:: What to produce ::
All of the data below is to be copied again without changes.

:: Information shown ::
//! Audio Collaborators
//!
//! Speech and background music are provided by the host platform. The core
//! only talks to them through these traits.

use serde::{Deserialize, Serialize};
use std::io::{self, Write};
use std::sync::Arc;

/// Volume for looped background music in the games
pub const MUSIC_VOLUME: f32 = 0.2;

#[derive(Debug, Clone, Copy, PartialEq, Serialize, Deserialize)]
#[serde(default)]
pub struct SpeechOptions {
    pub rate: f32,
    pub pitch: f32,
}

impl Default for SpeechOptions {
    fn default() -> Self {
        Self {
            rate: 1.0,
            pitch: 1.0,
        }
    }
}

/// Text-to-speech engine
///
/// Fire-and-forget: implementations must not block and decide themselves
/// what happens to an utterance that overlaps a previous one.
pub trait Speaker: Send + Sync {
    fn speak(&self, text: &str, options: &SpeechOptions);
}

/// Speaker for hosts without a speech engine
///
/// Logs the utterance and echoes it to stderr, leaving stdout to command output.
#[derive(Debug, Default, Clone, Copy)]
pub struct LogSpeaker;

impl LogSpeaker {
    fn echo<W: Write>(mut out: W, text: &str) -> io::Result<()> {
        writeln!(out, "🔊 {}", text)
    }
}

impl Speaker for LogSpeaker {
    fn speak(&self, text: &str, options: &SpeechOptions) {
        log::info!("speak (rate {}, pitch {}): {}", options.rate, options.pitch, text);
        if let Err(e) = Self::echo(io::stderr().lock(), text) {
            log::debug!("speech echo failed: {}", e);
        }
    }
}

/// Looping background music
pub trait MusicPlayer: Send + Sync {
    fn play_looping(&self, volume: f32);
    fn stop(&self);
    fn unload(&self);
}

/// Player for hosts without an audio backend
#[derive(Debug, Default, Clone, Copy)]
pub struct LogMusicPlayer;

impl MusicPlayer for LogMusicPlayer {
    fn play_looping(&self, volume: f32) {
        log::info!("music: looping at volume {}", volume);
    }

    fn stop(&self) {
        log::info!("music: stopped");
    }

    fn unload(&self) {
        log::debug!("music: unloaded");
    }
}

/// Music that plays while a game screen is mounted
///
/// Stops and unloads the track when the screen is left, whether through
/// `leave()` or by dropping the session.
pub struct MusicSession {
    player: Arc<dyn MusicPlayer>,
    active: bool,
}

impl MusicSession {
    pub fn start(player: Arc<dyn MusicPlayer>) -> Self {
        player.play_looping(MUSIC_VOLUME);
        Self { player, active: true }
    }

    pub fn is_active(&self) -> bool {
        self.active
    }

    pub fn leave(&mut self) {
        if self.active {
            self.active = false;
            self.player.stop();
            self.player.unload();
        }
    }
}

impl Drop for MusicSession {
    fn drop(&mut self) {
        self.leave();
    }
}

#[cfg(test)]
pub(crate) mod testing {
    use super::*;
    use std::sync::Mutex;

    /// Speaker that remembers everything it was asked to say
    #[derive(Default)]
    pub struct RecordingSpeaker {
        spoken: Mutex<Vec<String>>,
    }

    impl RecordingSpeaker {
        pub fn spoken(&self) -> Vec<String> {
            self.spoken.lock().unwrap().clone()
        }

        pub fn last(&self) -> Option<String> {
            self.spoken.lock().unwrap().last().cloned()
        }
    }

    impl Speaker for RecordingSpeaker {
        fn speak(&self, text: &str, _options: &SpeechOptions) {
            self.spoken.lock().unwrap().push(text.to_string());
        }
    }

    #[derive(Default)]
    pub struct RecordingPlayer {
        pub calls: Mutex<Vec<String>>,
    }

    impl MusicPlayer for RecordingPlayer {
        fn play_looping(&self, volume: f32) {
            self.calls.lock().unwrap().push(format!("play {}", volume));
        }

        fn stop(&self) {
            self.calls.lock().unwrap().push("stop".to_string());
        }

        fn unload(&self) {
            self.calls.lock().unwrap().push("unload".to_string());
        }
    }
}

#[cfg(test)]
mod tests {
    use super::testing::RecordingPlayer;
    use super::*;

    #[test]
    fn test_default_speech_options() {
        assert_eq!(SpeechOptions::default(), SpeechOptions { rate: 1.0, pitch: 1.0 });
    }

    #[test]
    fn test_log_speaker_echo_line() {
        let mut out = Vec::new();
        LogSpeaker::echo(&mut out, "I want Water").unwrap();
        assert_eq!(String::from_utf8(out).unwrap(), "🔊 I want Water\n");

        // Echo goes to stderr, so stdout stays clean for JSON output
        LogSpeaker.speak("Hello", &SpeechOptions::default());
    }

    #[test]
    fn test_music_session_cleans_up_once() {
        let player = Arc::new(RecordingPlayer::default());
        let mut session = MusicSession::start(player.clone());
        assert!(session.is_active());

        session.leave();
        drop(session);

        assert_eq!(*player.calls.lock().unwrap(), vec!["play 0.2", "stop", "unload"]);
    }

    #[test]
    fn test_music_session_cleans_up_on_drop() {
        let player = Arc::new(RecordingPlayer::default());
        {
            let _session = MusicSession::start(player.clone());
        }
        assert_eq!(player.calls.lock().unwrap().len(), 3);
    }
}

:: Written answer ::
//! Audio Collaborators
//!
//! Speech and background music are provided by the host platform. The core
//! only talks to them through these traits.

use serde::{Deserialize, Serialize};
use std::io::{self, Write};
use std::sync::Arc;

/// Volume for looped background music in the games
pub const MUSIC_VOLUME: f32 = 0.2;

#[derive(Debug, Clone, Copy, PartialEq, Serialize, Deserialize)]
#[serde(default)]
pub struct SpeechOptions {
    pub rate: f32,
    pub pitch: f32,
}

impl Default for SpeechOptions {
    fn default() -> Self {
        Self {
            rate: 1.0,
            pitch: 1.0,
        }
    }
}

/// Text-to-speech engine
///
/// Fire-and-forget: implementations must not block and decide themselves
/// what happens to an utterance that overlaps a previous one.
pub trait Speaker: Send + Sync {
    fn speak(&self, text: &str, options: &SpeechOptions);
}

/// Speaker for hosts without a speech engine
///
/// Logs the utterance and echoes it to stderr, leaving stdout to command output.
#[derive(Debug, Default, Clone, Copy)]
pub struct LogSpeaker;

impl LogSpeaker {
    fn echo<W: Write>(mut out: W, text: &str) -> io::Result<()> {
        writeln!(out, "🔊 {}", text)
    }
}

impl Speaker for LogSpeaker {
    fn speak(&self, text: &str, options: &SpeechOptions) {
        log::info!("speak (rate {}, pitch {}): {}", options.rate, options.pitch, text);
        if let Err(e) = Self::echo(io::stderr().lock(), text) {
            log::debug!("speech echo failed: {}", e);
        }
    }
}

/// Looping background music
pub trait MusicPlayer: Send + Sync {
    fn play_looping(&self, volume: f32);
    fn stop(&self);
    fn unload(&self);
}

/// Player for hosts without an audio backend
#[derive(Debug, Default, Clone, Copy)]
pub struct LogMusicPlayer;

impl MusicPlayer for LogMusicPlayer {
    fn play_looping(&self, volume: f32) {
        log::info!("music: looping at volume {}", volume);
    }

    fn stop(&self) {
        log::info!("music: stopped");
    }

    fn unload(&self) {
        log::debug!("music: unloaded");
    }
}

/// Music that plays while a game screen is mounted
///
/// Stops and unloads the track when the screen is left, whether through
/// `leave()` or by dropping the session.
pub struct MusicSession {
    player: Arc<dyn MusicPlayer>,
    active: bool,
}

impl MusicSession {
    pub fn start(player: Arc<dyn MusicPlayer>) -> Self {
        player.play_looping(MUSIC_VOLUME);
        Self { player, active: true }
    }

    pub fn is_active(&self) -> bool {
        self.active
    }

    pub fn leave(&mut self) {
        if self.active {
            self.active = false;
            self.player.stop();
            self.player.unload();
        }
    }
}

impl Drop for MusicSession {
    fn drop(&mut self) {
        self.leave();
    }
}

#[cfg(test)]
pub(crate) mod testing {
    use super::*;
    use std::sync::Mutex;

    /// Speaker that remembers everything it was asked to say
    #[derive(Default)]
    pub struct RecordingSpeaker {
        spoken: Mutex<Vec<String>>,
    }

    impl RecordingSpeaker {
        pub fn spoken(&self) -> Vec<String> {
            self.spoken.lock().unwrap().clone()
        }

        pub fn last(&self) -> Option<String> {
            self.spoken.lock().unwrap().last().cloned()
        }
    }

    impl Speaker for RecordingSpeaker {
        fn speak(&self, text: &str, _options: &SpeechOptions) {
            self.spoken.lock().unwrap().push(text.to_string());
        }
    }

    #[derive(Default)]
    pub struct RecordingPlayer {
        pub calls: Mutex<Vec<String>>,
    }

    impl MusicPlayer for RecordingPlayer {
        fn play_looping(&self, volume: f32) {
            self.calls.lock().unwrap().push(format!("play {}", volume));
        }

        fn stop(&self) {
            self.calls.lock().unwrap().push("stop".to_string());
        }

        fn unload(&self) {
            self.calls.lock().unwrap().push("unload".to_string());
        }
    }
}

#[cfg(test)]
mod tests {
    use super::testing::RecordingPlayer;
    use super::*;

    #[test]
    fn test_default_speech_options() {
        assert_eq!(SpeechOptions::default(), SpeechOptions { rate: 1.0, pitch: 1.0 });
    }

    #[test]
    fn test_log_speaker_echo_line() {
        let mut out = Vec::new();
        LogSpeaker::echo(&mut out, "I want Water").unwrap();
        assert_eq!(String::from_utf8(out).unwrap(), "🔊 I want Water\n");

        // Echo goes to stderr, so stdout stays clean for JSON output
        LogSpeaker.speak("Hello", &SpeechOptions::default());
    }

    #[test]
    fn test_music_session_cleans_up_once() {
        let player = Arc::new(RecordingPlayer::default());
        let mut session = MusicSession::start(player.clone());
        assert!(session.is_active());

        session.leave();
        drop(session);

        assert_eq!(*player.calls.lock().unwrap(), vec!["play 0.2", "stop", "unload"]);
    }

    #[test]
    fn test_music_session_cleans_up_on_drop() {
        let player = Arc::new(RecordingPlayer::default());
        {
            let _session = MusicSession::start(player.clone());
        }
        assert_eq!(player.calls.lock().unwrap().len(), 3);
    }
}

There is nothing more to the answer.